Remote learning needs to change

Christiana Kirov

Waking up early, hearing the one-minute bell, and being in the loud hallways used to be the least favorite part of the day for many students. However, this year is different, a common theme of 2020. Being in the comfort of their homes is now something that some students would give up in exchange for going back to normal life, pre-COVID-19. 

In addition to internet issues, headaches from looking at a screen for so long, and a lack of social interaction, many students have found it difficult to stay focused during class. The majority of time in class is spent taking notes, and interest in this monotonous action can dwindle over time. What used to work in a normal class setting might fail through remote learning, especially when teachers can’t tell where their students are in their level of understanding. Over the course of the first semester, there have been numerous efforts by students and teachers to overcome these challenges, and it is important to reflect on what has worked and what needs to change as we approach the second half of the school year. 

For example, to avoid the loss of focus in class, in remote learning, a fun activity that engages students with a variety of learning styles is necessary to facilitate learning, regardless of the subject. 

It is definitely understandable that teachers have also faced problems adjusting to remote learning. Imagine how much different it must be when they are used to standing in front of a class and interacting with their students face to face. Now, many teachers are not even able to see their students’ faces the majority of the class. Teachers may find it challenging to help students when they don’t know what’s going on in their lives, and they can’t pressure their students too much to turn on their cameras in order to respect their privacy. On the other hand, students should recognize this issue and try to turn their cameras on when possible. To help students stay on track, teachers can clarify what it is they will be doing that day not only verbally, but also visually whether on a daily schoology update, assignment guide, or schedule given at the start of class or every unit. 

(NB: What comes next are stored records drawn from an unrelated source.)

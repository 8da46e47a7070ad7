pub mod error;
pub mod experimenter;
pub mod stats;
pub mod types;

pub use error::{BanditError, Result};
pub use experimenter::Experimenter;
pub use types::{ExperimentDefinition, ExperimentStatus, VariantArm};
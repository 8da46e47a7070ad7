use sales_core::types::{Phase, Tier, VariantId};

/// `ml_insights` bundle returned from `SendMessage` (§6).
#[derive(Debug, Clone)]
pub struct MlInsights {
    pub predicted_objections: Vec<String>,
    pub predicted_needs: Vec<String>,
    pub conversion_probability: f64,
    pub variant_ids: Vec<VariantId>,
    /// True if any predictor or the LLM fell back during this turn.
    pub degraded: bool,
}

/// Result of `SendMessage` (§6).
#[derive(Debug, Clone)]
pub struct SendMessageResponse {
    pub agent_text: String,
    pub phase: Phase,
    pub tier: Option<Tier>,
    pub ml_insights: MlInsights,
}
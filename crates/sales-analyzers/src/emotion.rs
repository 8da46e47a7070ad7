/// One entry in the closed-but-extensible signal vocabulary (§4.5).
/// English and Spanish phrasings are mixed into the same keyword slice
/// per signal rather than split by language.
const SIGNALS: &[(&str, &[&str])] = &[
    ("hesitation", &["not sure", "maybe", "i don't know", "hmm", "no estoy seguro", "no estoy segura", "tal vez", "no sé"]),
    ("urgency", &["right now", "asap", "urgently", "need this today", "ahora mismo", "urgente", "lo necesito hoy"]),
    ("doubt", &["i doubt", "not convinced", "does this really work", "lo dudo", "no estoy convencido", "esto realmente funciona"]),
    ("interest", &["interesting", "tell me more", "curious", "interesante", "cuéntame más", "tengo curiosidad"]),
    ("commitment", &["let's do it", "i'm ready", "sign me up", "hagámoslo", "estoy listo", "estoy lista", "apúntame"]),
    ("resistance", &["no thanks", "not interested", "won't", "no gracias", "no me interesa"]),
    ("openness", &["sure, why not", "i'm open to", "okay, go on", "claro, por qué no", "estoy abierto a", "estoy abierta a"]),
    ("fatigue", &["tired", "exhausted", "worn out", "cansado", "cansada", "agotado", "agotada"]),
    ("hope", &["i hope", "hopeful", "looking forward", "espero que", "con esperanza", "con ganas de"]),
    ("fear", &["afraid", "scared", "worried", "tengo miedo", "asustado", "asustada", "preocupado", "preocupada"]),
    ("frustration", &["frustrated", "annoyed", "this is ridiculous", "frustrado", "frustrada", "esto es ridículo"]),
    ("excitement", &["excited", "can't wait", "amazing", "emocionado", "emocionada", "no puedo esperar", "increíble"]),
    ("overwhelm", &["too much", "overwhelmed", "so much information", "es demasiado", "abrumado", "abrumada", "tanta información"]),
    ("trust_building", &["i trust", "i believe you", "confidence in", "confío", "te creo", "confianza en"]),
    ("price_concern", &["expensive", "the price", "the cost", "caro", "el precio", "el costo"]),
];

/// Derived from a base-signal co-occurrence (§4.5's "second-order
/// combinations such as burnout_risk and ready_to_buy").
const COMBINATIONS: &[(&str, &[&str])] = &[
    ("burnout_risk", &["fatigue", "resistance"]),
    ("ready_to_buy", &["interest", "commitment"]),
];

#[derive(Debug, Clone, PartialEq)]
pub struct EmotionalSignal {
    pub primary_emotion: String,
    pub intensity: f64,
    pub confidence: f64,
    pub combined_signals: Vec<String>,
}

fn weighted_score(window: &[String], keywords: &[&str]) -> f64 {
    let n = window.len();
    if n == 0 {
        return 0.0;
    }
    let mut score = 0.0;
    for (i, msg) in window.iter().enumerate() {
        let lower = msg.to_lowercase();
        let hits = keywords.iter().filter(|k| lower.contains(*k)).count();
        if hits > 0 {
            score += ((i + 1) as f64 / n as f64) * hits as f64;
        }
    }
    score
}

/// Derives an emotional profile from the latest user message plus a
/// sliding window of previous ones (§4.5). Pure function over owned
/// input — no shared state, safe to call concurrently per session.
pub struct EmotionAnalyzer;

impl EmotionAnalyzer {
    pub fn analyze(transcript_window: &[String]) -> EmotionalSignal {
        let mut scored: Vec<(&str, f64)> = SIGNALS
            .iter()
            .map(|(name, keywords)| (*name, weighted_score(transcript_window, keywords)))
            .filter(|(_, score)| *score > 0.0)
            .collect();
        scored.sort_by(|a, b| b.1.partial_cmp(&a.1).unwrap().then(a.0.cmp(b.0)));

        if scored.is_empty() {
            return EmotionalSignal {
                primary_emotion: "neutral".to_string(),
                intensity: 0.0,
                confidence: 0.3,
                combined_signals: Vec::new(),
            };
        }

        let detected: Vec<&str> = scored.iter().map(|(name, _)| *name).collect();
        let mut combined: Vec<String> = detected.iter().map(|s| s.to_string()).collect();
        for (combo, required) in COMBINATIONS {
            if required.iter().all(|r| detected.contains(r)) {
                combined.push(combo.to_string());
            }
        }

        let (primary, top_score) = scored[0];
        let intensity = top_score.min(1.0);
        let confidence = (0.4 + 0.1 * detected.len() as f64).min(0.95);

        EmotionalSignal {
            primary_emotion: primary.to_string(),
            intensity,
            confidence,
            combined_signals: combined,
        }
    }
}

#[cfg(test)]
mod tests {
    use super::*;

    #[test]
    fn neutral_when_no_signal_found() {
        let signal = EmotionAnalyzer::analyze(&["let's continue".to_string()]);
        assert_eq!(signal.primary_emotion, "neutral");
        assert!(signal.combined_signals.is_empty());
    }

    #[test]
    fn detects_price_concern() {
        let signal = EmotionAnalyzer::analyze(&["honestly the cost worries me".to_string()]);
        assert_eq!(signal.primary_emotion, "price_concern");
        assert!(signal.confidence > 0.3);
    }

    #[test]
    fn derives_ready_to_buy_combination() {
        let signal = EmotionAnalyzer::analyze(&[
            "this is so interesting".to_string(),
            "let's do it, i'm ready".to_string(),
        ]);
        assert!(signal.combined_signals.contains(&"ready_to_buy".to_string()));
    }
}
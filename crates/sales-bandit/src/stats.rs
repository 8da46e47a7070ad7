/// UCB1 score for one arm (§4.6). `impressions == 0` scores `+inf` to
/// force exploration before any statistics exist.
pub fn ucb1_score(mean_reward: f64, impressions: u64, total_impressions: u64) -> f64 {
    if impressions == 0 {
        return f64::INFINITY;
    }
    let exploration = (2.0 * (total_impressions.max(1) as f64).ln() / impressions as f64).sqrt();
    mean_reward + exploration
}

/// Abramowitz & Stegun 7.1.26 approximation of the error function, used to
/// turn a z-score into a one-sided p-value without pulling in a stats crate.
fn erf(x: f64) -> f64 {
    let sign = if x < 0.0 { -1.0 } else { 1.0 };
    let x = x.abs();
    const A1: f64 = 0.254829592;
    const A2: f64 = -0.284496736;
    const A3: f64 = 1.421413741;
    const A4: f64 = -1.453152027;
    const A5: f64 = 1.061405429;
    const P: f64 = 0.3275911;
    let t = 1.0 / (1.0 + P * x);
    let y = 1.0 - (((((A5 * t + A4) * t) + A3) * t + A2) * t + A1) * t * (-x * x).exp();
    sign * y
}

fn standard_normal_cdf(z: f64) -> f64 {
    0.5 * (1.0 + erf(z / std::f64::consts::SQRT_2))
}

/// One-sided two-proportion z-test: is `treatment`'s conversion rate
/// greater than `control`'s? Returns the one-sided p-value (§4.6: "must
/// outperform the control... with p-value below 1 - confidence_level").
/// `None` when either arm has too few impressions to form a pooled
/// estimate.
pub fn one_sided_two_proportion_p_value(
    treatment_successes: f64,
    treatment_n: u64,
    control_successes: f64,
    control_n: u64,
) -> Option<f64> {
    if treatment_n == 0 || control_n == 0 {
        return None;
    }
    let p1 = treatment_successes / treatment_n as f64;
    let p2 = control_successes / control_n as f64;
    let pooled = (treatment_successes + control_successes) / (treatment_n + control_n) as f64;
    let se = (pooled * (1.0 - pooled) * (1.0 / treatment_n as f64 + 1.0 / control_n as f64)).sqrt();
    if se == 0.0 {
        return if p1 > p2 { Some(0.0) } else { Some(1.0) };
    }
    let z = (p1 - p2) / se;
    if z <= 0.0 {
        return Some(1.0);
    }
    Some(1.0 - standard_normal_cdf(z))
}

#[cfg(test)]
mod tests {
    use super::*;

    #[test]
    fn zero_impressions_forces_exploration() {
        assert_eq!(ucb1_score(0.0, 0, 10), f64::INFINITY);
    }

    #[test]
    fn more_impressions_shrinks_exploration_bonus() {
        let early = ucb1_score(0.5, 2, 20);
        let late = ucb1_score(0.5, 18, 20);
        assert!(early > late);
    }

    #[test]
    fn clear_winner_has_small_p_value() {
        let p = one_sided_two_proportion_p_value(600.0, 1000, 400.0, 1000).unwrap();
        assert!(p < 0.001);
    }

    #[test]
    fn no_difference_has_large_p_value() {
        let p = one_sided_two_proportion_p_value(500.0, 1000, 500.0, 1000).unwrap();
        assert!(p > 0.4);
    }

    #[test]
    fn worse_treatment_yields_p_value_one() {
        let p = one_sided_two_proportion_p_value(400.0, 1000, 600.0, 1000).unwrap();
        assert_eq!(p, 1.0);
    }
}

Many teachers are likely aware of the problems their students are facing due to the limitations of a virtual classroom and have tried changing the classroom dynamic by using breakout rooms in Zoom. However, when discussing breakout rooms during a recent Crier meeting, we almost unanimously thought they were usually ineffective, uncomfortable, and useless. Features editor Ananya Maddulapali, ‘23, said, “They’re awkward and (usually) don’t accomplish what the teacher wants them to. Most of the time when teachers put us in breakout rooms, they want us to work together on something, discuss, ask questions, and have our mics on.” Too often, however, students turn off their microphone and video camera and make no effort to work with their classmates, which can be very frustrating for students who actually want to learn. 

On the bright side, something that has been helpful and has worked effectively to avoid awkward, silent breakout rooms is asking (through email, Schoology, or Zoom chat) students who they would like to work with and putting them with each other in a breakout room on Zoom. While in a regular classroom this may result in distraction and students going off-topic, in the world of remote learning this is more likely to get the students to talk to each other. Sometimes, it’s even worth considering that a student learns better independently, and not pressure them to work in a group when it’s not necessary. There is the inconvenience of creating the rooms before or during class, but the little extra time will be worth the wait for the students.

Of course, for any type of learning environment to succeed, cooperation between students and teachers is required. Remote learning has made this more difficult. 50% of students on the Crier editorial board said they were not comfortable asking a question in class. This hesitation may interfere with learning, especially when questions are timely. Students should try to get more comfortable with speaking in class and communicating when there is a problem. To help students, teachers can try to do activities that encourage discussion, not only just asking students to share something about themselves. Teachers can try to build one-on-one connections with students by checking in to see how they are doing in breakout rooms. While students are responsible for their learning, teachers should focus more on these communication aspects of learning throughout the year.

Making changes as previously recommended can be an obstacle, so here are a few things students can do to improve their learning: 

  1. If you have a question, type it in the chat in Zoom.
  2. Get comfortable with your teacher by getting to know them. If you happen to come on the Zoom a little early, ask them how their weekend was.
  3. Remember that if you’re confused about something, you’re probably not the only one.
  4. Talk with your classmates about the class. Maybe you can share some tips, or realize that you’re not the only one and go together to online academic support to ask the teacher.
  5. To get comfortable with turning on your camera, use a virtual background.
  6. Wake up for school as if you are going in person.
  7. Dedicate a place for online learning; it can be a specific chair at the dining table, for example. This way, when you are on that chair, you know to focus on school.

Whether as teachers or students, it is always helpful to reflect on what has and hasn’t worked to improve for the future. If teachers and students work together, we are likely to be more successful in adapting to this change.